当家(南部氏・山城守重直)所有築地中屋敷と浅野内匠頭(長直)所有麻布一本松下屋敷と交換。当家より夏井門兵衛、原平兵衛、浅野家より荒高文左衛門、山田作左衛門立ち合い、受取渡結了。
(備考)、一本松屋敷は、明治初年迄持ち伝えしが、付近南部坂なる地名あるより推考するときは、市街草創の際より所有せる敷地を裡足して下屋敷に取据えたるものなるべし。
」(「伯爵南部家回答」より『東京市史稿』市街篇06-1095)

 明暦二年(1656)屋敷を相対替したのちの地図を見てみよう。下図は相対替した17年ほど後の地図、『新板江戸大絵図(寛文図』)(寛文十三年・1673)だが、浅野屋敷のあとに「南部大ゼン」、南部屋敷のあとに「アサノ采女」の名があり両家の屋敷がそっくり入れ替わっていることがわかる。


『新板江戸大絵図(寛文図』(寛文十三年・1673)


←図の中央、三角形の敷地が麻布へ移転した南部家屋敷で「南部大ゼン」とある。



『新板江戸大絵図(寛文図』(寛文十三年・1673)


←図の中央やや左寄りに「アサノ采女」とあるのが赤坂へ移転した浅野家屋敷

 明暦二年(1656)二月、赤坂にあった南部家は浅野家下屋敷のあった麻布の地に移り、以後明治になるまでこの地に屋敷を構えていた。

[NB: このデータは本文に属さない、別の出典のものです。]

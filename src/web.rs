use crate::app::{Animation, DemoView, HelloWorldDemo, Theme};
use crate::greeting::{self, LANDING_MESSAGES, Language, TimeOfDay};
use askama::Template;
use axum::{
    Json, Router,
    extract::{Path, Query, State},
    handler::HandlerWithoutStateExt,
    http::{HeaderMap, HeaderValue, Method, StatusCode, Uri, header},
    response::{Html, IntoResponse, Response},
    routing::get,
};
use chrono::{Local, SecondsFormat, Timelike, Utc};
use include_dir::{Dir, include_dir};
use once_cell::sync::Lazy;
use percent_encoding::{NON_ALPHANUMERIC, utf8_percent_encode};
use serde::Serialize;
use serde_json::json;
use std::any::Any;
use std::convert::Infallible;
use std::backtrace::Backtrace;
use std::fmt;
use std::future::Future;
use std::net::SocketAddr;
use std::path::PathBuf;
use std::str::FromStr;
use std::sync::Arc;
use std::time::Instant;
use sysinfo::{ProcessesToUpdate, System};
use tokio::net::TcpListener;
use tokio::signal;
use tower_http::catch_panic::CatchPanicLayer;
use tower_http::compression::CompressionLayer;
use tower_http::cors::{Any as AnyOrigin, CorsLayer};
use tower_http::services::ServeDir;
use tower_http::set_header::SetResponseHeaderLayer;
use tower_http::trace::{DefaultMakeSpan, DefaultOnResponse, TraceLayer};
use tracing::{debug, error, info, warn};

type SharedState = Arc<AppState>;

static ASSETS: Dir<'static> = include_dir!("$CARGO_MANIFEST_DIR/assets");
static PROCESS_START: Lazy<Instant> = Lazy::new(Instant::now);

const APP_VERSION: &str = env!("CARGO_PKG_VERSION");
const CONTENT_SECURITY_POLICY: &str = "default-src 'self'; style-src 'self' 'unsafe-inline'; script-src 'self'; img-src 'self' data: https:";
const PAGE_CACHE_CONTROL: &str = "public, max-age=3600";
const JSON_UTF8: &str = "application/json; charset=utf-8";

/// Paths advertised by `/api` and by the 404 response.
pub const ENDPOINT_PATHS: [&str; 7] = [
    "/",
    "/hello",
    "/api/hello",
    "/health",
    "/api",
    "/api/accessibility",
    "/demo",
];

#[derive(Debug, Clone, Copy, Serialize)]
pub struct EndpointDoc {
    pub method: &'static str,
    pub path: &'static str,
    pub description: &'static str,
    #[serde(skip_serializing_if = "Option::is_none")]
    pub query: Option<&'static str>,
}
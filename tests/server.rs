use std::net::SocketAddr;

use hello_world_rs::web::{self, Environment, WebConfig};
use serde_json::Value;
use tokio::net::TcpListener;
use tokio::sync::oneshot;

struct TestServer {
    addr: SocketAddr,
    shutdown: Option<oneshot::Sender<()>>,
    handle: tokio::task::JoinHandle<()>,
}

impl TestServer {
    async fn start(config: WebConfig) -> Self {
        let listener = TcpListener::bind("127.0.0.1:0").await.unwrap();
        let addr = listener.local_addr().unwrap();
        let (tx, rx) = oneshot::channel::<()>();
        let handle = tokio::spawn(async move {
            web::run(listener, &config, async {
                let _ = rx.await;
            })
            .await
            .unwrap();
        });
        Self {
            addr,
            shutdown: Some(tx),
            handle,
        }
    }

    fn url(&self, path: &str) -> String {
        format!("http://{}{}", self.addr, path)
    }

    async fn stop(mut self) {
        if let Some(tx) = self.shutdown.take() {
            let _ = tx.send(());
        }
        self.handle.await.unwrap();
    }
}

fn test_config() -> WebConfig {
    WebConfig {
        environment: Environment::Test,
        ..WebConfig::default()
    }
}

#[tokio::test]
async fn serves_hello_and_health_over_tcp() {
    let server = TestServer::start(test_config()).await;
    let client = reqwest::Client::new();

    let response = client
        .get(server.url("/hello?name=Grace%20Hopper"))
        .send()
        .await
        .unwrap();
    assert_eq!(response.status(), 200);
    assert_eq!(
        response.headers()["content-type"],
        "application/json; charset=utf-8"
    );
    let payload: Value = response.json().await.unwrap();
    assert_eq!(payload["message"], "Hello, Grace Hopper!");

    let health: Value = client
        .get(server.url("/health"))
        .send()
        .await
        .unwrap()
        .json()
        .await
        .unwrap();
    assert_eq!(health["status"], "healthy");
    assert_eq!(health["port"], server.addr.port());
    assert_eq!(health["environment"], "test");

    server.stop().await;
}

#[tokio::test]
async fn unknown_routes_negotiate_on_accept() {
    let server = TestServer::start(test_config()).await;
    let client = reqwest::Client::new();

    let response = client
        .get(server.url("/does-not-exist"))
        .header("accept", "application/json")
        .send()
        .await
        .unwrap();
    assert_eq!(response.status(), 404);
    let payload: Value = response.json().await.unwrap();
    assert_eq!(
        payload["error"]["message"],
        "Route GET /does-not-exist not found"
    );

    let response = client
        .get(server.url("/does-not-exist"))
        .header("accept", "text/html")
        .send()
        .await
        .unwrap();
    assert_eq!(response.status(), 404);
    let body = response.text().await.unwrap();
    assert!(body.contains("404 - Page Not Found"));

    server.stop().await;
}

#[tokio::test]
async fn static_dir_index_overrides_builtin_page() {
    let dir = tempfile::tempdir().unwrap();
    std::fs::write(dir.path().join("index.html"), "<p>custom landing</p>").unwrap();
    std::fs::write(dir.path().join("robots.txt"), "User-agent: *").unwrap();
    let server = TestServer::start(WebConfig {
        static_dir: Some(dir.path().to_path_buf()),
        ..test_config()
    })
    .await;
    let client = reqwest::Client::new();

    let body = client
        .get(server.url("/"))
        .send()
        .await
        .unwrap()
        .text()
        .await
        .unwrap();
    assert_eq!(body, "<p>custom landing</p>");

    let robots = client.get(server.url("/robots.txt")).send().await.unwrap();
    assert_eq!(robots.status(), 200);
    assert_eq!(robots.text().await.unwrap(), "User-agent: *");

    let missing = client
        .get(server.url("/nope.txt"))
        .header("accept", "application/json")
        .send()
        .await
        .unwrap();
    assert_eq!(missing.status(), 404);

    server.stop().await;
}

いつ頃から南部坂と呼ばれるようになったかについての記録はみあたらない。いずれにしても赤坂の南部坂は、南部家の屋敷が赤坂にあった頃すなわち明暦二年(1656)以前すでに南部坂と呼ばれていた坂であり、麻布の南部坂は南部家の屋敷が麻布に移ってきた明暦二年(1656)以後に南部坂と呼ばれるようになったことは明らかである。伯爵南部家回答によれば(麻布)南部坂の名称は南部家が赤坂から麻布へ屋敷を移した時に(赤坂)南部坂の名称を移したとも読み取れるが、「南部家回答」は明治になってから書かれた文書であり、「備考」以下については推定にすぎないので根拠とするには難しいように思う。

 それにしても南部家が麻布に移ってきた明暦二年(1656)頃の田舎ぶりと比べてみると、尾張屋板『麻布絵図』文久元年(1861)の地図からは、江戸の発展がかいま見えるのである。

 現在の南部坂(麻布)

 地下鉄広尾駅の東150m、徒歩2分ほどの場所に有栖川記念公園がある。坂下の有栖川公園前の信号を有栖川記念公園に沿って東へ上る坂が南部坂で、坂の南側にはドイツ大使館がある。
坂上に勾配7%の道路標識が建っていた。
南部坂:坂上からの眺め。

坂の右側は有栖川記念公園、左にドイツ大使館の塀が続いている。


 本稿執筆に際して『江戸の坂 東京の坂』横関英一著 中公文庫版より「二つの南部坂と浅野屋敷」を参考にさせていただきました。「伯爵南部家回答」『正保年間江戸絵図』『新板江戸大絵図(寛文図』など、あらためて元の資料を点検しましたが、横関氏の研究に負っていることをおことわりしておきます。(横関英一氏の研究に尊敬と感謝をこめて)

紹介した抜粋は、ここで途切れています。